§ MATERIAL FOR THIS TASK

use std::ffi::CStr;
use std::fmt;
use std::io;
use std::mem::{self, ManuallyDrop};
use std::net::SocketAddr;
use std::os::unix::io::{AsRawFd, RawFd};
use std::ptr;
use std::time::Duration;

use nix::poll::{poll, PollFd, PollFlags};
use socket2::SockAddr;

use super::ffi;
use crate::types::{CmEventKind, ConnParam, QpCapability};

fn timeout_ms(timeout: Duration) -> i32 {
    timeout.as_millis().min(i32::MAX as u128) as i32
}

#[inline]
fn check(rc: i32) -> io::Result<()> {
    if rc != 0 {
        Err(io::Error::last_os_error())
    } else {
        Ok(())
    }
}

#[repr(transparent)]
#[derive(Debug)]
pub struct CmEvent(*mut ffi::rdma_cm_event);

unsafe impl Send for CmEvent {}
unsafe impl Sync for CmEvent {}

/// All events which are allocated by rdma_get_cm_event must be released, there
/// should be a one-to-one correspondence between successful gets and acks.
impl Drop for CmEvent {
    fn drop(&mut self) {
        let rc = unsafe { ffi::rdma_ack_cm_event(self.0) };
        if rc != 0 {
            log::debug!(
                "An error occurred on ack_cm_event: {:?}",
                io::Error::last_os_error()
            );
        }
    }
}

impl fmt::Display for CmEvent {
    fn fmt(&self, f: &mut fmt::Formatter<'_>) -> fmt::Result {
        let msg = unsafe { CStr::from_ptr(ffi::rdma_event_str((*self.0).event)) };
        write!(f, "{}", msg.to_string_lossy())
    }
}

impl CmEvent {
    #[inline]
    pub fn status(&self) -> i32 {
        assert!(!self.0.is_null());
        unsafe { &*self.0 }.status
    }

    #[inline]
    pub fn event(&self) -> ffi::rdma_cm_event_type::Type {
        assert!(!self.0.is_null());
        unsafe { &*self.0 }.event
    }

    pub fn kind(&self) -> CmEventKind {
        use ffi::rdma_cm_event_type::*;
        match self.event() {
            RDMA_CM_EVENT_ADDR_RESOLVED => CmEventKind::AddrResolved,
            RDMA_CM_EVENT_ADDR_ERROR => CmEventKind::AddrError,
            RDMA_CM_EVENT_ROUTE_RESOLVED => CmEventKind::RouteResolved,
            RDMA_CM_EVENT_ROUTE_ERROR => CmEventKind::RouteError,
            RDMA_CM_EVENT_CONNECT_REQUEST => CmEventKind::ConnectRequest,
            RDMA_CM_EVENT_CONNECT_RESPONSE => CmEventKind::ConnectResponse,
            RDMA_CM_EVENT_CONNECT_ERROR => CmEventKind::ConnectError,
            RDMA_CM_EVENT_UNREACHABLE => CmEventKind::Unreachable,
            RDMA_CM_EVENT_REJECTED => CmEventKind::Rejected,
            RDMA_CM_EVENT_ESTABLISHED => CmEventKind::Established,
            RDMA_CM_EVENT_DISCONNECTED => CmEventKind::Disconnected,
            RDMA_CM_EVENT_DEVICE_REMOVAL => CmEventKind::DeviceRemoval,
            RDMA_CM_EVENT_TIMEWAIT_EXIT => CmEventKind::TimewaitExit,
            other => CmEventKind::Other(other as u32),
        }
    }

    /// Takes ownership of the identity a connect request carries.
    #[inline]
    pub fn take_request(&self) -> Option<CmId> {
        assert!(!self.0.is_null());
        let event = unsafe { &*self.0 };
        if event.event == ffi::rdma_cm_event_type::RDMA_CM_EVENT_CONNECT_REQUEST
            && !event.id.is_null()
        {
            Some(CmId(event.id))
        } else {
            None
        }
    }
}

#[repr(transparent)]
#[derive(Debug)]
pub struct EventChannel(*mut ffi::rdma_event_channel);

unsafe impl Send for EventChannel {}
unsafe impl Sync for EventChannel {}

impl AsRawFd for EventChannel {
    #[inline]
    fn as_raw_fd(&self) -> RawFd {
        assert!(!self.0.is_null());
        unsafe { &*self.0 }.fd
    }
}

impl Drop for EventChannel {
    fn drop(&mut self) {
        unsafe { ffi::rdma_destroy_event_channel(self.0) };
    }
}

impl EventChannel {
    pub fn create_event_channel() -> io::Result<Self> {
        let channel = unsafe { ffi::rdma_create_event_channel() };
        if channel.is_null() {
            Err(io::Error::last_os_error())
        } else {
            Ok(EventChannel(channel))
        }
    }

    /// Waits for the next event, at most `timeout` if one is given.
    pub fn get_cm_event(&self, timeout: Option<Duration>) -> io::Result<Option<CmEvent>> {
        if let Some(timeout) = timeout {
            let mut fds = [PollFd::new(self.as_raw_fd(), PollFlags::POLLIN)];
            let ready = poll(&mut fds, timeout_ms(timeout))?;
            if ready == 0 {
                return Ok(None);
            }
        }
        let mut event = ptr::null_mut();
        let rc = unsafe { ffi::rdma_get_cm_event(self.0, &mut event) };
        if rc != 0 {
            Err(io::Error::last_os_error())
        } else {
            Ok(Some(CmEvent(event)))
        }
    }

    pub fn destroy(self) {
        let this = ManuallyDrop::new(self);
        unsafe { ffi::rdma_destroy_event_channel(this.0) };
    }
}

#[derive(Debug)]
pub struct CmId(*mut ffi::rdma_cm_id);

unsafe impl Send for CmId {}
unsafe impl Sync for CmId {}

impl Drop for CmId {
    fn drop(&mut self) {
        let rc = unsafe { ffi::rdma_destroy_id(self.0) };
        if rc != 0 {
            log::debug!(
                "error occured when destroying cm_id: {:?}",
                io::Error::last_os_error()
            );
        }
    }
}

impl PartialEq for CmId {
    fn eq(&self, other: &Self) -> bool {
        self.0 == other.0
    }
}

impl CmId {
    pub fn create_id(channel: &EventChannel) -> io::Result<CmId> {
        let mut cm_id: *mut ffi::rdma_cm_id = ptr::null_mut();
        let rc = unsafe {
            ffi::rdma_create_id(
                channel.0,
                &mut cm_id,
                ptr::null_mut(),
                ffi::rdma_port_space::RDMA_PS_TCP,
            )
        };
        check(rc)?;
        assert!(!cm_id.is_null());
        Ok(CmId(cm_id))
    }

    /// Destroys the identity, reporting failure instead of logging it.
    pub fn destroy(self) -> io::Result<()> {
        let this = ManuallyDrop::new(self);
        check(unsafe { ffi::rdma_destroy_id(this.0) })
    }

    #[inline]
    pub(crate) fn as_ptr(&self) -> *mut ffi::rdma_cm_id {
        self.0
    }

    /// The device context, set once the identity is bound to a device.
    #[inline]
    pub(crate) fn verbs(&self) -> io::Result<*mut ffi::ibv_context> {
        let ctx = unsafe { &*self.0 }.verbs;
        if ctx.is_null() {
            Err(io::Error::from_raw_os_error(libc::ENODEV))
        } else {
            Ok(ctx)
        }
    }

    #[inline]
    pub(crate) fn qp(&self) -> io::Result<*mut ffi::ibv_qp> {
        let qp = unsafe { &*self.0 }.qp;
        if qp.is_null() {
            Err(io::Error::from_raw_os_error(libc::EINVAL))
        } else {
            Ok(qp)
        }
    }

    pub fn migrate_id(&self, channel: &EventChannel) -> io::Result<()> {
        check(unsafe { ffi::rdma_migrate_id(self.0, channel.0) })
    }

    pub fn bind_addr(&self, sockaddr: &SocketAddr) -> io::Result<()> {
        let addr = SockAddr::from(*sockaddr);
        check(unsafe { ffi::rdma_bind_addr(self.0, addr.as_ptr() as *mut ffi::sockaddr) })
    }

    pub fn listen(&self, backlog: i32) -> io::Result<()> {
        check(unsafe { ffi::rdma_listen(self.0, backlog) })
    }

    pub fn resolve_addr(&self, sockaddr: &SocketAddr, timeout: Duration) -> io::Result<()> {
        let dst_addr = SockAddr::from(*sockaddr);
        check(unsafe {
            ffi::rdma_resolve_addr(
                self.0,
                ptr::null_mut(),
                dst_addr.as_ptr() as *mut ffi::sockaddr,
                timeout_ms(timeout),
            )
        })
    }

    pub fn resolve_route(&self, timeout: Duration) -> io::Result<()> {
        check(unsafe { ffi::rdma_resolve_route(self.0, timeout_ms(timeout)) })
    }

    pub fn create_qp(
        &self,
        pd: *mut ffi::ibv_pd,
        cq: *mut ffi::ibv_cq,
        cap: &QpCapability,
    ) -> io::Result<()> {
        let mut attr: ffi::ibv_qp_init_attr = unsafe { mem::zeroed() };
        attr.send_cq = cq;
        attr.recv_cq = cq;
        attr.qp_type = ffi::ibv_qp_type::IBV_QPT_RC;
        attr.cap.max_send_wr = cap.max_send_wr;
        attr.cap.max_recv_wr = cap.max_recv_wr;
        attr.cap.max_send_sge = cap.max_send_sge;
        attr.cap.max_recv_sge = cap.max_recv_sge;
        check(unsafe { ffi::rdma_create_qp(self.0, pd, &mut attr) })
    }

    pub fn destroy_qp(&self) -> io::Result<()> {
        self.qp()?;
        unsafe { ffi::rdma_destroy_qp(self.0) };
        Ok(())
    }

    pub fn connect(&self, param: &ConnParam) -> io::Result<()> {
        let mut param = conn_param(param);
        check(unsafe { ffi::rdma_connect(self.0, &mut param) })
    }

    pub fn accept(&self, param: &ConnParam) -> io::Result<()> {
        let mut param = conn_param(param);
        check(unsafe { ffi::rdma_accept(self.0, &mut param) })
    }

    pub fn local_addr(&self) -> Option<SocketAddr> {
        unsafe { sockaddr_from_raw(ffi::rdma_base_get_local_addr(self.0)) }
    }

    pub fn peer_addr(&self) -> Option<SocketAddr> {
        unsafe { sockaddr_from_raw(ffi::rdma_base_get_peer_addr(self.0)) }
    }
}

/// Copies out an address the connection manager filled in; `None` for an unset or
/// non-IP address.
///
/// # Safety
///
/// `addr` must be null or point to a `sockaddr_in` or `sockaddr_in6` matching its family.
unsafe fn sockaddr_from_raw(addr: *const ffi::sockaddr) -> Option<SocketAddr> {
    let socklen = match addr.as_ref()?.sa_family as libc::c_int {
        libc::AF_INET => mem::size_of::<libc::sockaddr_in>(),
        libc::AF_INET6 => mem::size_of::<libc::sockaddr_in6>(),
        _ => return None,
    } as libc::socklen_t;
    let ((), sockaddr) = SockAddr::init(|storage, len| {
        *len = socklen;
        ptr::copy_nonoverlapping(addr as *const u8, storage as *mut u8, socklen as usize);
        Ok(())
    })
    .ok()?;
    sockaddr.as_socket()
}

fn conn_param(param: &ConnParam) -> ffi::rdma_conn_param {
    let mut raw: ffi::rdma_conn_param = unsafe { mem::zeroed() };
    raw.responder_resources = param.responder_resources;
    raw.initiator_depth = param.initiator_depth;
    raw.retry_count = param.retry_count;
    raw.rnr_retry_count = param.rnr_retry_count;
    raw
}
...
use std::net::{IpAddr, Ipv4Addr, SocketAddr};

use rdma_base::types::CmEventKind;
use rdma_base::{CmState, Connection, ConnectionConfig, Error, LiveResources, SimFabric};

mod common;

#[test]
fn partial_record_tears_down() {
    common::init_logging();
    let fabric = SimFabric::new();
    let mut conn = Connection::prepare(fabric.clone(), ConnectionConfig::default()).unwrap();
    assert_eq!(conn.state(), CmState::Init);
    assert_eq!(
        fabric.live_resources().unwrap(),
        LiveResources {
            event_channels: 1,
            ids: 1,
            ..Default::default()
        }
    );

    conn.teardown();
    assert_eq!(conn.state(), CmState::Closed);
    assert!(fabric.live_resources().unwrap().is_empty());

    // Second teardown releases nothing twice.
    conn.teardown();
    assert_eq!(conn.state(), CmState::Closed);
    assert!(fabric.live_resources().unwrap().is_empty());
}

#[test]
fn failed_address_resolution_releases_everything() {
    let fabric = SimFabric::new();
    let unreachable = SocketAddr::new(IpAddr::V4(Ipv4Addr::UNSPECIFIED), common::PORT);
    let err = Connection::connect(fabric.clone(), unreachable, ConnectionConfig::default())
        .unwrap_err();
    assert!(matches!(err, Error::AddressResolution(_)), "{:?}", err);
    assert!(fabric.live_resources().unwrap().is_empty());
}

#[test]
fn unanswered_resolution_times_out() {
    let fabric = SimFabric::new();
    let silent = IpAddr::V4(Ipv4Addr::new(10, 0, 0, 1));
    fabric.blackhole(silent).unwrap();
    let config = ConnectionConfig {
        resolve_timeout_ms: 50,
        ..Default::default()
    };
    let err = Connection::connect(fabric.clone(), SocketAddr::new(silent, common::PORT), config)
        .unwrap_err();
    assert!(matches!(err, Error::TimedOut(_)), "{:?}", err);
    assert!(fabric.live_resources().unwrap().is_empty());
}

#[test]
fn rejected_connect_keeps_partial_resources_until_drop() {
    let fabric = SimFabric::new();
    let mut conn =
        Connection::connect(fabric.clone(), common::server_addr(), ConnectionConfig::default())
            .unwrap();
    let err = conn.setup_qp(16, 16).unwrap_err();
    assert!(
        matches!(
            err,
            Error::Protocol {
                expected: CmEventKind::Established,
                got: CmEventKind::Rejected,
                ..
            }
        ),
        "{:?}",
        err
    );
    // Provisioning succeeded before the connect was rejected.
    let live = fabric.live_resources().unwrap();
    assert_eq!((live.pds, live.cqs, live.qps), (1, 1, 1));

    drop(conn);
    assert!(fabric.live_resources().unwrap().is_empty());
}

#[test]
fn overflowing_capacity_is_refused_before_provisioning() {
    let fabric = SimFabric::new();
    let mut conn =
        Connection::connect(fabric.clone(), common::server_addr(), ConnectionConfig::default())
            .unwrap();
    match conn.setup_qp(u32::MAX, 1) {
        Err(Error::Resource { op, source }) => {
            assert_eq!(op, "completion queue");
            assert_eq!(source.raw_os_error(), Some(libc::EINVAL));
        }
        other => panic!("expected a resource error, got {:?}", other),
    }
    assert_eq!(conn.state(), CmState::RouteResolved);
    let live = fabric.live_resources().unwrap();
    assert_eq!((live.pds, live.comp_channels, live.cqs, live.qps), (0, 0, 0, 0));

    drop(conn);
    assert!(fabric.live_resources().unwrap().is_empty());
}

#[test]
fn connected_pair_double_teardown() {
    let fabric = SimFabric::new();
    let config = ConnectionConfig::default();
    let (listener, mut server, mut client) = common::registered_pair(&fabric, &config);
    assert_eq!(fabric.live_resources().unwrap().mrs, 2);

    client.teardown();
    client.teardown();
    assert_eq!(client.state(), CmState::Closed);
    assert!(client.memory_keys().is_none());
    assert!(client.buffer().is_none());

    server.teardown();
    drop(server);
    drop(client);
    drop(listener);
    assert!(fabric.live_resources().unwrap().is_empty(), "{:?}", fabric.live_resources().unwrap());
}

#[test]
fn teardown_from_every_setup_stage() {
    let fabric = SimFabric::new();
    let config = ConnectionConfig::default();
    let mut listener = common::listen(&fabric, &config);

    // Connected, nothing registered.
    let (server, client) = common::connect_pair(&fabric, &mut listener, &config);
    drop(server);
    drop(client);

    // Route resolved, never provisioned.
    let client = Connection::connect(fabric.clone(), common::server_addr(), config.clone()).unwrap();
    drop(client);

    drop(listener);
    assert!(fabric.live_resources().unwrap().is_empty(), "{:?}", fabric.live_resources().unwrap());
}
--
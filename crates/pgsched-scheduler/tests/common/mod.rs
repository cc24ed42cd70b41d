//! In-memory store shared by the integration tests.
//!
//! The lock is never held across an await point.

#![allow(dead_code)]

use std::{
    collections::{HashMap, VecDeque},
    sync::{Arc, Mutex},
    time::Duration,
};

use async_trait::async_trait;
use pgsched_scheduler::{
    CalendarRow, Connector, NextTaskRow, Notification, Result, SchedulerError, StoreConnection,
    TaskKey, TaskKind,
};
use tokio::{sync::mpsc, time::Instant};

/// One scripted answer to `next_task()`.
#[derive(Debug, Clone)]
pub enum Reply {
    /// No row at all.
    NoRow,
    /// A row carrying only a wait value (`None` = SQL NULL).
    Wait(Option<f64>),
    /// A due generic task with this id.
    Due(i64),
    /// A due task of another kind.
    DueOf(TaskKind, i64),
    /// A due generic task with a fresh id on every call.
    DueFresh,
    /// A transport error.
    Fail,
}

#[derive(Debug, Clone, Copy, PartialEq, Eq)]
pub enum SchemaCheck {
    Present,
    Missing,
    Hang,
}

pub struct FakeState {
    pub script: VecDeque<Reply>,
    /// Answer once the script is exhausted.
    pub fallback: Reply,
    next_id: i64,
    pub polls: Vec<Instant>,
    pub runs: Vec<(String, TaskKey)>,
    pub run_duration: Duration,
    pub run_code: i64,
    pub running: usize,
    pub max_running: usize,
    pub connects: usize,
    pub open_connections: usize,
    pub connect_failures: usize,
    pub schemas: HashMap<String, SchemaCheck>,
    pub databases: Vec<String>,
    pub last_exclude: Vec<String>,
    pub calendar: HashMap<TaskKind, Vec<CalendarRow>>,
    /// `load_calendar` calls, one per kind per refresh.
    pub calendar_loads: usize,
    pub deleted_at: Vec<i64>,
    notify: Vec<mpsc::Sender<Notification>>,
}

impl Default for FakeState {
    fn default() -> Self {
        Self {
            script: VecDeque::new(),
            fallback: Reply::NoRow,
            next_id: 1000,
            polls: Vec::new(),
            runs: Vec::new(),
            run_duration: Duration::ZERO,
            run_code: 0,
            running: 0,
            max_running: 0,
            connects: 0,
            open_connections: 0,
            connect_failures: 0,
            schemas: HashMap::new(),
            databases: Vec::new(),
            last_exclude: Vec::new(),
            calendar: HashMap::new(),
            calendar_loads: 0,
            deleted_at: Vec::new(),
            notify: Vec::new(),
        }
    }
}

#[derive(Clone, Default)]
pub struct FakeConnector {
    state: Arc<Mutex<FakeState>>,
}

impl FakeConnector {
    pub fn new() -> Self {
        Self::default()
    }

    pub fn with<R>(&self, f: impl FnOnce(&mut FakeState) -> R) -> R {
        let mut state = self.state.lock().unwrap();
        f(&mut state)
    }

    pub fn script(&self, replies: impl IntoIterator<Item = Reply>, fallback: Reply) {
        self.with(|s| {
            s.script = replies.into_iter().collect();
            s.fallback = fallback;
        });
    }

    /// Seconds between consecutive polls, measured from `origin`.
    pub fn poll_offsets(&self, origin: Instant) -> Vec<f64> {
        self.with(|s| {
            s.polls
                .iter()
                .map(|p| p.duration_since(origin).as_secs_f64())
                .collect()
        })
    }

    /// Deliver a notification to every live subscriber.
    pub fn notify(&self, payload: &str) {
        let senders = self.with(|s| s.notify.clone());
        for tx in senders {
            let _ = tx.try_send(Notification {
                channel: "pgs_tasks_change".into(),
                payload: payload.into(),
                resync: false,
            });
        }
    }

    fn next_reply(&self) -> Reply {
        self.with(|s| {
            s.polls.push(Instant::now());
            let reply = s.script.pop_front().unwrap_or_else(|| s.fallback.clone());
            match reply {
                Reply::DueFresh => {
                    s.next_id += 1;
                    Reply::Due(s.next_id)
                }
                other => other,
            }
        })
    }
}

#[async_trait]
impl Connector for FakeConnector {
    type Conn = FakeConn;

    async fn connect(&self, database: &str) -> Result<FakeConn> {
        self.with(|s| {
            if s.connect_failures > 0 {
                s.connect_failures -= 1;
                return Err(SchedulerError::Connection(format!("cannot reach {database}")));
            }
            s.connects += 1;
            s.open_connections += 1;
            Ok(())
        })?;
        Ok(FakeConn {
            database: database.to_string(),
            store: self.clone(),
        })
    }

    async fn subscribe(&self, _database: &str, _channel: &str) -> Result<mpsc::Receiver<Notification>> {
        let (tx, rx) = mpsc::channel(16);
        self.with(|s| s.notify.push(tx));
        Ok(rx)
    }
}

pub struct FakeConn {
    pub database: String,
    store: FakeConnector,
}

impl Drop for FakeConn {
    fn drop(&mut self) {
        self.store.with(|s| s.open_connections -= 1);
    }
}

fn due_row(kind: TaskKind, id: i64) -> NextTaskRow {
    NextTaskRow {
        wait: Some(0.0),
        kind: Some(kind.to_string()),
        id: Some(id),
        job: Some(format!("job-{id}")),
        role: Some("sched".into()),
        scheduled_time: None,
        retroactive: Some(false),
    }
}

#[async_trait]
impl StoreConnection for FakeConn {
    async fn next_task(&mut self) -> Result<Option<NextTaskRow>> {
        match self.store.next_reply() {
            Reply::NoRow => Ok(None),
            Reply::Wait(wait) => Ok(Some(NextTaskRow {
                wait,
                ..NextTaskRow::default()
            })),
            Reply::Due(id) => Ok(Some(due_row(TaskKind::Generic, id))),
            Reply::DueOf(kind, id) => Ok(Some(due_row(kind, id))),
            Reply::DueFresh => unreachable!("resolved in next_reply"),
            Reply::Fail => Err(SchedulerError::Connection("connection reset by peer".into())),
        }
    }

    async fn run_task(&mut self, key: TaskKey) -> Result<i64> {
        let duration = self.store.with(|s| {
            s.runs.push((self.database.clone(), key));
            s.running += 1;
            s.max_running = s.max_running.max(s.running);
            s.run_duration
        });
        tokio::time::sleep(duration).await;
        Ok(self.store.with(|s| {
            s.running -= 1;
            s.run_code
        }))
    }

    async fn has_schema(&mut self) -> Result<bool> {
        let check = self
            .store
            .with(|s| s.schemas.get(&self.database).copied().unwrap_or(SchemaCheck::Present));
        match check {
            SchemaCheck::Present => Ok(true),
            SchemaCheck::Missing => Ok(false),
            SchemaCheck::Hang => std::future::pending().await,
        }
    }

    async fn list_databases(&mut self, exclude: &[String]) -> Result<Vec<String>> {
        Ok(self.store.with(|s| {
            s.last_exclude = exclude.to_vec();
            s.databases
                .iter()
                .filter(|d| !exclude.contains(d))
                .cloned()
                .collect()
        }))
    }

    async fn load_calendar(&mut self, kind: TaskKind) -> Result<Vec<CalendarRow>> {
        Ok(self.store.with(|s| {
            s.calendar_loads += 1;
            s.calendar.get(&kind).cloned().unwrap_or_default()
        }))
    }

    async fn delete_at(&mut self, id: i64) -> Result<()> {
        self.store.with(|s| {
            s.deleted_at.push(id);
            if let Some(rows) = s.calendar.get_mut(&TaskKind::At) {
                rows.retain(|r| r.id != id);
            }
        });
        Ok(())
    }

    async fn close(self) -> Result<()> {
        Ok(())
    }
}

§ WHAT IS EXPECTED
Your reply must be one number, namely how many lines of the material above contain the string "silent".

§ RESPONSE TO THIS EXERCISE
3